**Exercise prompt:** Find the word "warn" in the listing, and copy out each line where it turns up.

**Listed entries:**

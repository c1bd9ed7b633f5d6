//! Sync Engine - fans repositories out across parallel workers
//!
//! The repository list is cut into contiguous chunks, one per worker. Each
//! worker builds its own context (logger, base path) before touching its
//! first repository and then walks its chunk in order: inspect the target
//! path, plan an action, run git. A failure is terminal for that repository
//! only; it is logged and the worker moves on. Nothing but the log stream
//! reports per-repository results.

use crate::error::SyncError;
use crate::git::{GitCli, GitClient, GitOperations, RemoteConfig, SyncOutcome};
use crate::inspect::inspect;
use crate::logging::{default_factory, DispatchFactory, LogSettings};
use crate::models::{Organization, Repository};
use crate::path::normalize;
use crate::plan::{plan, Blocked, SyncAction};
use anyhow::{Context, Result};
use std::path::{Path, PathBuf};
use std::sync::Arc;
use tokio::task::JoinSet;
use tracing::instrument::WithSubscriber;
use tracing::{debug, error, info, info_span, warn, Dispatch, Instrument};

/// Options for one `sync` invocation
#[derive(Debug, Clone, Default)]
pub struct SyncOptions {
    pub verbose: bool,
    pub quiet: bool,
    pub color: bool,
    /// Requested worker count; `None` uses the available parallelism
    pub jobs: Option<usize>,
    pub remote: RemoteConfig,
}

impl SyncOptions {
    pub fn log_settings(&self) -> LogSettings {
        LogSettings {
            verbose: self.verbose,
            quiet: self.quiet,
            color: self.color,
        }
    }
}

/// Number of workers for `repo_count` repositories
pub fn worker_count(repo_count: usize, requested: Option<usize>) -> usize {
    let limit = requested
        .filter(|&jobs| jobs > 0)
        .unwrap_or_else(|| {
            std::thread::available_parallelism()
                .map(|n| n.get())
                .unwrap_or(1)
        });

    repo_count.min(limit)
}

/// Split `items` into `jobs` contiguous chunks whose sizes differ by at most one
pub fn partition<T>(items: &[T], jobs: usize) -> Vec<&[T]> {
    if items.is_empty() || jobs == 0 {
        return Vec::new();
    }

    let jobs = jobs.min(items.len());
    let base = items.len() / jobs;
    let extra = items.len() % jobs;

    let mut chunks = Vec::with_capacity(jobs);
    let mut start = 0;
    for index in 0..jobs {
        let len = base + usize::from(index < extra);
        chunks.push(&items[start..start + len]);
        start += len;
    }

    chunks
}

/// Worker-local execution context, built once when the worker starts
pub struct WorkerContext {
    pub id: usize,
    pub base_path: PathBuf,
    dispatch: Dispatch,
}

impl WorkerContext {
    /// Build the worker's own logger from `options` and bind it to `base_path`
    pub fn init(
        id: usize,
        base_path: &Path,
        options: &SyncOptions,
        make_dispatch: &DispatchFactory,
    ) -> Self {
        Self {
            id,
            base_path: base_path.to_path_buf(),
            dispatch: make_dispatch(&options.log_settings()),
        }
    }

    /// `base_path/org/repo`
    pub fn target(&self, org: &Organization, repo: &Repository) -> PathBuf {
        self.base_path.join(&org.login).join(&repo.name)
    }
}

/// Per-worker tally, reported once the chunk is done
#[derive(Debug, Clone, Copy, Default, PartialEq, Eq)]
pub struct WorkerSummary {
    pub cloned: usize,
    pub updated: usize,
    pub skipped: usize,
    pub failed: usize,
}

impl WorkerSummary {
    fn record(&mut self, result: &std::result::Result<SyncOutcome, SyncError>) {
        match result {
            Ok(SyncOutcome::Cloned) => self.cloned += 1,
            Ok(SyncOutcome::Updated) => self.updated += 1,
            Ok(SyncOutcome::Skipped { .. }) => self.skipped += 1,
            Err(_) => self.failed += 1,
        }
    }
}

/// The dispatcher that synchronizes one organization's repositories
pub struct SyncEngine<G: GitOperations> {
    git: Arc<G>,
    make_dispatch: DispatchFactory,
}

impl<G: GitOperations + 'static> SyncEngine<G> {
    pub fn new(git: G) -> Self {
        Self::from_shared(Arc::new(git))
    }

    /// Create from a backend the caller keeps a handle to
    pub fn from_shared(git: Arc<G>) -> Self {
        Self {
            git,
            make_dispatch: default_factory(),
        }
    }

    /// Replace how each worker builds its logger
    pub fn with_dispatch_factory(mut self, make_dispatch: DispatchFactory) -> Self {
        self.make_dispatch = make_dispatch;
        self
    }

    /// Clone or update every repository of `org` under `base_path`.
    ///
    /// Only a failure to create the organization directory or a crashed
    /// worker is returned as an error.
    pub async fn sync(
        &self,
        org: &Organization,
        repos: &[Repository],
        base_path: &str,
        options: &SyncOptions,
    ) -> Result<()> {
        if repos.is_empty() {
            warn!("No repositories to sync for {}", org.login);
            return Ok(());
        }

        info!("Sync repos for {}", org.login);

        let base_path = PathBuf::from(normalize(base_path));
        let org_path = base_path.join(&org.login);

        if !org_path.exists() {
            tokio::fs::create_dir_all(&org_path)
                .await
                .with_context(|| format!("Failed to create directory: {}", org_path.display()))?;
            debug!("Created directory {}", org_path.display());
        }

        let jobs = worker_count(repos.len(), options.jobs);
        debug!(
            "Syncing {} repositories with {} workers",
            repos.len(),
            jobs
        );

        let client = Arc::new(GitClient::new(
            Arc::clone(&self.git),
            options.remote.clone(),
        ));
        let org = Arc::new(org.clone());

        let mut workers = JoinSet::new();

        for (id, chunk) in partition(repos, jobs).into_iter().enumerate() {
            let chunk = chunk.to_vec();
            let client = Arc::clone(&client);
            let org = Arc::clone(&org);
            let base_path = base_path.clone();
            let options = options.clone();
            let make_dispatch = Arc::clone(&self.make_dispatch);

            workers.spawn(async move {
                let ctx = WorkerContext::init(id, &base_path, &options, &make_dispatch);
                let dispatch = ctx.dispatch.clone();

                run_worker(ctx, client, org, chunk)
                    .with_subscriber(dispatch)
                    .await
            });
        }

        while let Some(joined) = workers.join_next().await {
            joined.context("Sync worker failed")?;
        }

        Ok(())
    }
}

/// Synchronize with the `git` binary found on `PATH`
pub async fn sync(
    org: &Organization,
    repos: &[Repository],
    base_path: &str,
    options: &SyncOptions,
) -> Result<()> {
    SyncEngine::new(GitCli::new())
        .sync(org, repos, base_path, options)
        .await
}

async fn run_worker<G: GitOperations>(
    ctx: WorkerContext,
    client: Arc<GitClient<G>>,
    org: Arc<Organization>,
    repos: Vec<Repository>,
) -> WorkerSummary {
    let span = info_span!("worker", id = ctx.id);

    async move {
        debug!("Worker started with {} repositories", repos.len());

        let mut summary = WorkerSummary::default();

        for repo in &repos {
            let result = sync_repository(&ctx, &client, &org, repo).await;

            if let Err(e) = &result {
                error!("{}", e);
                for message in e.messages() {
                    error!("{}", message);
                }
            }

            summary.record(&result);
        }

        info!(
            "Worker finished: {} cloned, {} updated, {} skipped, {} failed",
            summary.cloned, summary.updated, summary.skipped, summary.failed
        );

        summary
    }
    .instrument(span)
    .await
}

async fn sync_repository<G: GitOperations>(
    ctx: &WorkerContext,
    client: &GitClient<G>,
    org: &Organization,
    repo: &Repository,
) -> std::result::Result<SyncOutcome, SyncError> {
    let target = ctx.target(org, repo);

    // Filesystem checks and garbage removal block; keep them off the runtime
    // threads but under the worker's logger
    let dispatch = tracing::dispatcher::get_default(Dispatch::clone);
    let path = target.clone();
    let state = tokio::task::spawn_blocking(move || {
        tracing::dispatcher::with_default(&dispatch, || inspect(&path))
    })
    .await
    .unwrap_or_else(|e| Err(std::io::Error::other(e)))
    .map_err(|source| SyncError::Inspect {
        path: target.clone(),
        source,
    })?;
    debug!("{} is {:?}", target.display(), state);

    match plan(state) {
        SyncAction::Clone => client.clone_repository(org, repo, &target).await,
        SyncAction::Fetch => client.update_repository(org, repo, &target).await,
        SyncAction::Skip(Blocked::File) => Err(SyncError::RegularFile {
            repo: repo.name.clone(),
            path: target,
        }),
        SyncAction::Skip(Blocked::Permission) => Err(SyncError::NotWriteable {
            repo: repo.name.clone(),
            path: target,
        }),
    }
}
//! Error types raised by the sync engine and the GitHub client

use regex::Regex;
use std::path::PathBuf;
use std::sync::OnceLock;
use thiserror::Error;

/// Failure of an external git invocation
#[derive(Error, Debug)]
pub enum GitError {
    /// The git binary could not be started at all
    #[error("Failed to execute {command}: {source}")]
    Spawn {
        command: String,
        #[source]
        source: std::io::Error,
    },

    /// git ran and exited unsuccessfully
    #[error("{command} failed")]
    Command {
        command: String,
        status: Option<i32>,
        stdout: Option<String>,
        stderr: Option<String>,
    },
}

impl GitError {
    /// Build a `Command` error from raw process output, dropping blank streams
    pub fn from_output(command: impl Into<String>, output: &std::process::Output) -> Self {
        let stream = |bytes: &[u8]| {
            let text = String::from_utf8_lossy(bytes).into_owned();
            (!text.trim().is_empty()).then_some(text)
        };

        GitError::Command {
            command: command.into(),
            status: output.status.code(),
            stdout: stream(&output.stdout),
            stderr: stream(&output.stderr),
        }
    }
}

/// Terminal outcome for one repository. Never propagated past the worker.
#[derive(Error, Debug)]
pub enum SyncError {
    #[error("Unable to sync {repo}. The path {} is a regular file", .path.display())]
    RegularFile { repo: String, path: PathBuf },

    #[error("Unable to sync {repo}. The path {} is not writeable", .path.display())]
    NotWriteable { repo: String, path: PathBuf },

    #[error("Failed to clone {full_name}")]
    Clone {
        full_name: String,
        messages: Vec<String>,
    },

    #[error("Failed to update {full_name}")]
    Update {
        full_name: String,
        messages: Vec<String>,
    },

    #[error("Unable to inspect {}: {source}", .path.display())]
    Inspect {
        path: PathBuf,
        #[source]
        source: std::io::Error,
    },
}

impl SyncError {
    /// Detail lines reported after the headline
    pub fn messages(&self) -> &[String] {
        match self {
            SyncError::Clone { messages, .. } | SyncError::Update { messages, .. } => messages,
            _ => &[],
        }
    }
}

/// Errors raised by the GitHub API client
#[derive(Error, Debug)]
pub enum ClientError {
    #[error("GitHub token is not provided or it is empty")]
    MissingToken,

    #[error("Bad token was used when accessing the GitHub API")]
    InvalidCredentials,

    #[error("Invalid GitHub API host: {0}")]
    InvalidHost(String),

    #[error("GitHub API error: {0}")]
    Api(#[from] octocrab::Error),
}

fn whitespace_regex() -> &'static Regex {
    static RE: OnceLock<Regex> = OnceLock::new();
    RE.get_or_init(|| Regex::new(r"\s{2,}|\n").expect("valid whitespace regex"))
}

fn prefix_regex() -> &'static Regex {
    static RE: OnceLock<Regex> = OnceLock::new();
    RE.get_or_init(|| Regex::new(r"(?:std(?:out|err)|error):[ ]*'?").expect("valid prefix regex"))
}

/// Collapse a raw git stream into a single human-readable line
pub fn normalize_git_output(raw: &str) -> String {
    let collapsed = whitespace_regex().replace_all(raw, " ");
    let stripped = prefix_regex().replace_all(&collapsed, "");

    stripped
        .trim_matches(|c: char| c == ' ' || c == '.' || c == '\'')
        .to_string()
}

/// Turn a git failure into log lines: one per non-empty output stream
pub fn parse_git_errors(err: &GitError) -> Vec<String> {
    match err {
        GitError::Spawn { .. } => vec![err.to_string()],
        GitError::Command { stdout, stderr, .. } => [stdout, stderr]
            .into_iter()
            .flatten()
            .map(|stream| normalize_git_output(stream))
            .filter(|line| !line.is_empty())
            .collect(),
    }
}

**Response:**
use tracing::{debug, error, info, info_span, warn, Dispatch, Instrument};
            warn!("No repositories to sync for {}", org.login);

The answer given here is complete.